Masa kekuasaan awal Nero gemilang. Dia melarang pengadilan rahasia dari zaman Claudius, memberi grasi, dan saat diminta menandatangani surat perintah hukuman mati, mengeluh, "Andai aku tak pernah belajar menulis!" Dia mengadakan makan malam resmi bersama pujangga, rajin latihan bermain lira dan menyanyi. "Terutama, dia terobsesi ingin populer," tulis biografernya Suetonius. Tetapi, profesor di bidang Yunani dan Romawi kuno dari Princeton, Edward Champlin, berpendapat bahwa persona Nero lebih rumit. Dalam buku revisionis yang ditulisnya, Nero, Champlin menggambarkan subjeknya sebagai "seniman dan penghibur tak kenal lelah yang kebetulan juga kaisar Romawi" dan "ahli humas yang mendahului zamannya dan memiliki pemahaman cerdas tentang keinginan rakyat, sering sebelum rakyat sendiri menyadarinya." Misalnya, Nero memperkenalkan "Neronia"—lomba puisi, musik, dan atletik bergaya Olimpiade. Namun, hal yang menyenangkan rakyat tidak selalu menyenangkan elite Romawi.
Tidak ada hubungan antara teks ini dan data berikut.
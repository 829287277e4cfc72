use crate::id::{NetId, NodeId};
use crate::terminal::NetStore;
use std::collections::BTreeSet;

/// Tracks which nets changed and which handlers were explicitly woken since
/// the last committed round.
///
/// The scheduler reads this at the start of a round to decide which
/// handlers to evaluate, and resets it only when the round commits, so a
/// failed round leaves the same work pending.
#[derive(Debug, Clone, Default)]
pub struct DirtyTracker {
    changed_nets: BTreeSet<NetId>,
    woken: BTreeSet<NodeId>,
}

impl DirtyTracker {
    /// Create a new tracker with nothing dirty.
    pub fn new() -> Self {
        Self::default()
    }

    pub fn mark_net(&mut self, net: NetId) {
        self.changed_nets.insert(net);
    }

    pub fn mark_nets(&mut self, nets: impl IntoIterator<Item = NetId>) {
        self.changed_nets.extend(nets);
    }

    /// Schedule a handler for the next round regardless of its inputs.
    pub fn wake(&mut self, node: NodeId) {
        self.woken.insert(node);
    }

    pub fn is_dirty(&self) -> bool {
        !self.changed_nets.is_empty() || !self.woken.is_empty()
    }

    pub fn is_woken(&self, node: NodeId) -> bool {
        self.woken.contains(&node)
    }

    pub fn changed_nets(&self) -> &BTreeSet<NetId> {
        &self.changed_nets
    }

    /// Re-key changed nets by their current roots. Links established since
    /// the nets were marked may have merged them.
    pub fn normalize(&mut self, nets: &NetStore) {
        self.changed_nets = self.changed_nets.iter().map(|&n| nets.find(n)).collect();
    }

    pub fn forget_node(&mut self, node: NodeId) {
        self.woken.remove(&node);
    }

    /// Reset all flags. Called after a round commits.
    pub fn mark_clean(&mut self) {
        self.changed_nets.clear();
        self.woken.clear();
    }
}
//! Shared test helpers for integration tests and benchmarks.
//!
//! Gated behind `#[cfg(any(test, feature = "test-utils"))]` so these helpers
//! are available in unit tests, integration tests, and benchmarks (via the
//! `test-utils` feature).

use crate::catalog::{Catalog, CatalogBuilder};
use crate::component::{Component, SelfCheckResult, TransactionAction, UpdateHandler};
use crate::id::{NodeId, TypeKey};
use crate::metadata::{Access, ComponentMeta, LinkType, TerminalRef};
use crate::round::SchedulerConfig;
use crate::runtime::{Runtime, RuntimeContext};
use crate::transaction::Transaction;
use std::any::Any;
use std::sync::Arc;

macro_rules! component_any {
    () => {
        fn as_any(&self) -> &dyn Any {
            self
        }

        fn as_any_mut(&mut self) -> &mut dyn Any {
            self
        }
    };
}

// ===========================================================================
// Mock components
// ===========================================================================

/// No update capability.
#[derive(Debug, Default)]
pub struct Passive;

impl Component for Passive {
    component_any!();
}

/// Writes `value` to `terminal` and commits, every time it is scheduled.
#[derive(Debug)]
pub struct Driver {
    pub terminal: String,
    pub value: u64,
    pub updates: u32,
}

impl Driver {
    pub fn new(terminal: &str, value: u64) -> Self {
        Self {
            terminal: terminal.to_string(),
            value,
            updates: 0,
        }
    }
}

impl Default for Driver {
    fn default() -> Self {
        Self::new("out", 0)
    }
}

impl UpdateHandler for Driver {
    fn update(&mut self, tx: &mut Transaction<'_>) -> TransactionAction {
        self.updates += 1;
        match tx.write(&self.terminal, self.value) {
            Ok(()) => TransactionAction::Commit,
            Err(_) => TransactionAction::Rollback,
        }
    }
}

impl Component for Driver {
    fn update_handler(&mut self) -> Option<&mut dyn UpdateHandler> {
        Some(self)
    }

    component_any!();
}

/// Records what it reads from `terminal` on every update. Setting
/// `broken` makes its self-check fail.
#[derive(Debug)]
pub struct Probe {
    pub terminal: String,
    pub seen: Vec<u64>,
    pub broken: bool,
}

impl Probe {
    pub fn new(terminal: &str) -> Self {
        Self {
            terminal: terminal.to_string(),
            seen: Vec::new(),
            broken: false,
        }
    }
}

impl Default for Probe {
    fn default() -> Self {
        Self::new("in")
    }
}

impl UpdateHandler for Probe {
    fn update(&mut self, tx: &mut Transaction<'_>) -> TransactionAction {
        match tx.read(&self.terminal) {
            Ok(v) => {
                self.seen.push(v);
                TransactionAction::Commit
            }
            Err(_) => TransactionAction::Rollback,
        }
    }
}

impl Component for Probe {
    fn self_check(&self, _ctx: &RuntimeContext<'_>) -> SelfCheckResult {
        if self.broken {
            SelfCheckResult::with_errors([format!("{} disconnected", self.terminal)])
        } else {
            SelfCheckResult::success()
        }
    }

    fn update_handler(&mut self) -> Option<&mut dyn UpdateHandler> {
        Some(self)
    }

    component_any!();
}

/// Always delays.
#[derive(Debug, Default)]
pub struct Staller {
    pub attempts: u32,
}

impl UpdateHandler for Staller {
    fn update(&mut self, _tx: &mut Transaction<'_>) -> TransactionAction {
        self.attempts += 1;
        TransactionAction::Delay
    }
}

impl Component for Staller {
    fn update_handler(&mut self) -> Option<&mut dyn UpdateHandler> {
        Some(self)
    }

    component_any!();
}

/// Proposes all-ones on `out`, then rolls back.
#[derive(Debug, Default)]
pub struct Rollbacker;

impl UpdateHandler for Rollbacker {
    fn update(&mut self, tx: &mut Transaction<'_>) -> TransactionAction {
        let _ = tx.write("out", u64::MAX);
        TransactionAction::Rollback
    }
}

impl Component for Rollbacker {
    fn update_handler(&mut self) -> Option<&mut dyn UpdateHandler> {
        Some(self)
    }

    component_any!();
}

/// Delays while `in` reads zero, then copies `in` to `out` and commits.
#[derive(Debug, Default)]
pub struct Waiter {
    pub delays: u32,
}

impl UpdateHandler for Waiter {
    fn update(&mut self, tx: &mut Transaction<'_>) -> TransactionAction {
        match tx.read("in") {
            Ok(0) => {
                self.delays += 1;
                TransactionAction::Delay
            }
            Ok(v) => match tx.write("out", v) {
                Ok(()) => TransactionAction::Commit,
                Err(_) => TransactionAction::Rollback,
            },
            Err(_) => TransactionAction::Rollback,
        }
    }
}

impl Component for Waiter {
    fn update_handler(&mut self) -> Option<&mut dyn UpdateHandler> {
        Some(self)
    }

    component_any!();
}

/// Self-check always fails.
#[derive(Debug, Default)]
pub struct FailingCheck;

impl Component for FailingCheck {
    fn self_check(&self, ctx: &RuntimeContext<'_>) -> SelfCheckResult {
        SelfCheckResult::with_errors([format!("{} is not wired", ctx.path())])
    }

    component_any!();
}

// ===========================================================================
// Catalog helpers
// ===========================================================================

/// Constructor for any defaultable component.
pub fn construct<T: Component + Default>() -> Box<dyn Component> {
    Box::new(T::default())
}

/// Register `type_name` with `meta` and `T`'s default constructor.
pub fn register<T: Component + Default>(builder: &mut CatalogBuilder, type_name: &str, meta: ComponentMeta) -> TypeKey {
    let key = builder.register_type(type_name, Some(meta));
    builder.set_constructor(key, construct::<T>);
    key
}

pub fn out_meta(width: u32) -> ComponentMeta {
    ComponentMeta::new().terminal("out", width, Access::External)
}

pub fn in_meta(width: u32) -> ComponentMeta {
    ComponentMeta::new().terminal("in", width, Access::External)
}

/// Register the 4-bit mock types:
/// `driver4`, `probe4`, `staller`, `rollbacker4`, `waiter4`, `passive`
/// and `failing`.
pub fn register_mocks(builder: &mut CatalogBuilder) {
    register::<Driver>(builder, "driver4", out_meta(4));
    register::<Probe>(builder, "probe4", in_meta(4));
    register::<Staller>(builder, "staller", ComponentMeta::new());
    register::<Rollbacker>(builder, "rollbacker4", out_meta(4));
    register::<Waiter>(
        builder,
        "waiter4",
        in_meta(4).terminal("out", 4, Access::External),
    );
    register::<Passive>(builder, "passive", ComponentMeta::new());
    register::<FailingCheck>(builder, "failing", ComponentMeta::new());
}

/// Mocks plus `pair`: a board hosting `a: driver4` bridged to `b: probe4`.
pub fn board_catalog() -> Catalog {
    let mut builder = CatalogBuilder::new();
    register_mocks(&mut builder);
    register::<Passive>(
        &mut builder,
        "pair",
        ComponentMeta::new()
            .named("pair")
            .host("a", "driver4")
            .host("b", "probe4")
            .interconnect(
                "a-b",
                TerminalRef::scoped("a", "out"),
                TerminalRef::scoped("b", "in"),
                LinkType::Bridge,
            ),
    );
    // Only reachable through a bug in builder validation.
    match builder.build() {
        Ok(catalog) => catalog,
        Err(e) => panic!("mock catalog is invalid: {e}"),
    }
}

/// A runtime with `pair` loaded as root.
pub fn pair_runtime(config: SchedulerConfig) -> Runtime {
    let mut rt = Runtime::new(Arc::new(board_catalog()), config);
    if let Err(e) = rt.load_root("pair") {
        panic!("pair failed to load: {e}");
    }
    rt
}

/// Set a [`Driver`]'s value and wake it for the next round.
pub fn set_driver(rt: &mut Runtime, node: NodeId, value: u64) {
    if let Some(driver) = rt.graph_mut().component_mut::<Driver>(node) {
        driver.value = value;
    }
    rt.wake(node);
}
Ketika Nero mengharuskan senator berlomba di sisi rakyat jelata di pertandingan umum lain, masa keemasannya mulai dihiasi ketegangan.
"Ini hal baru, seperti kaum muda zaman sekarang dengan media sosial, ketika tiba-tiba segala hal pribadi dipamerkan," kata arkeolog Heinz-Jürgen Beste. "Nero seorang seniman, yang menjadi perwujudan berbagai perubahan. Seperti permandiannya—dan komentar Martialis tentang itu—inilah polaritas Nero. Dia menciptakan sesuatu yang belum pernah ada: tempat umum bersimbah cahaya yang bukan hanya untuk mandi, melainkan juga dihiasi patung, lukisan dan buku, tempat orang bersosialisasi dan mendengar pembacaan puisi. Ini menciptakan situasi sosial yang baru."
Selain Gymnasium Neronis, gedung umum yang dibangun kaisar muda ini antara lain amfiteater dan pasar daging. Juga, usulan kanal yang menghubungkan Napoli ke pelabuhan Roma di Ostia untuk menghindari arus laut yang tak tentu dan memastikan transportasi aman untuk persediaan makanan kota. Upaya seperti ini memakan biaya, yang biasanya diperoleh kaisar Romawi dengan menjarah negara lain. Tetapi, masa kekuasaan Nero yang tanpa perang menutup pilihan ini.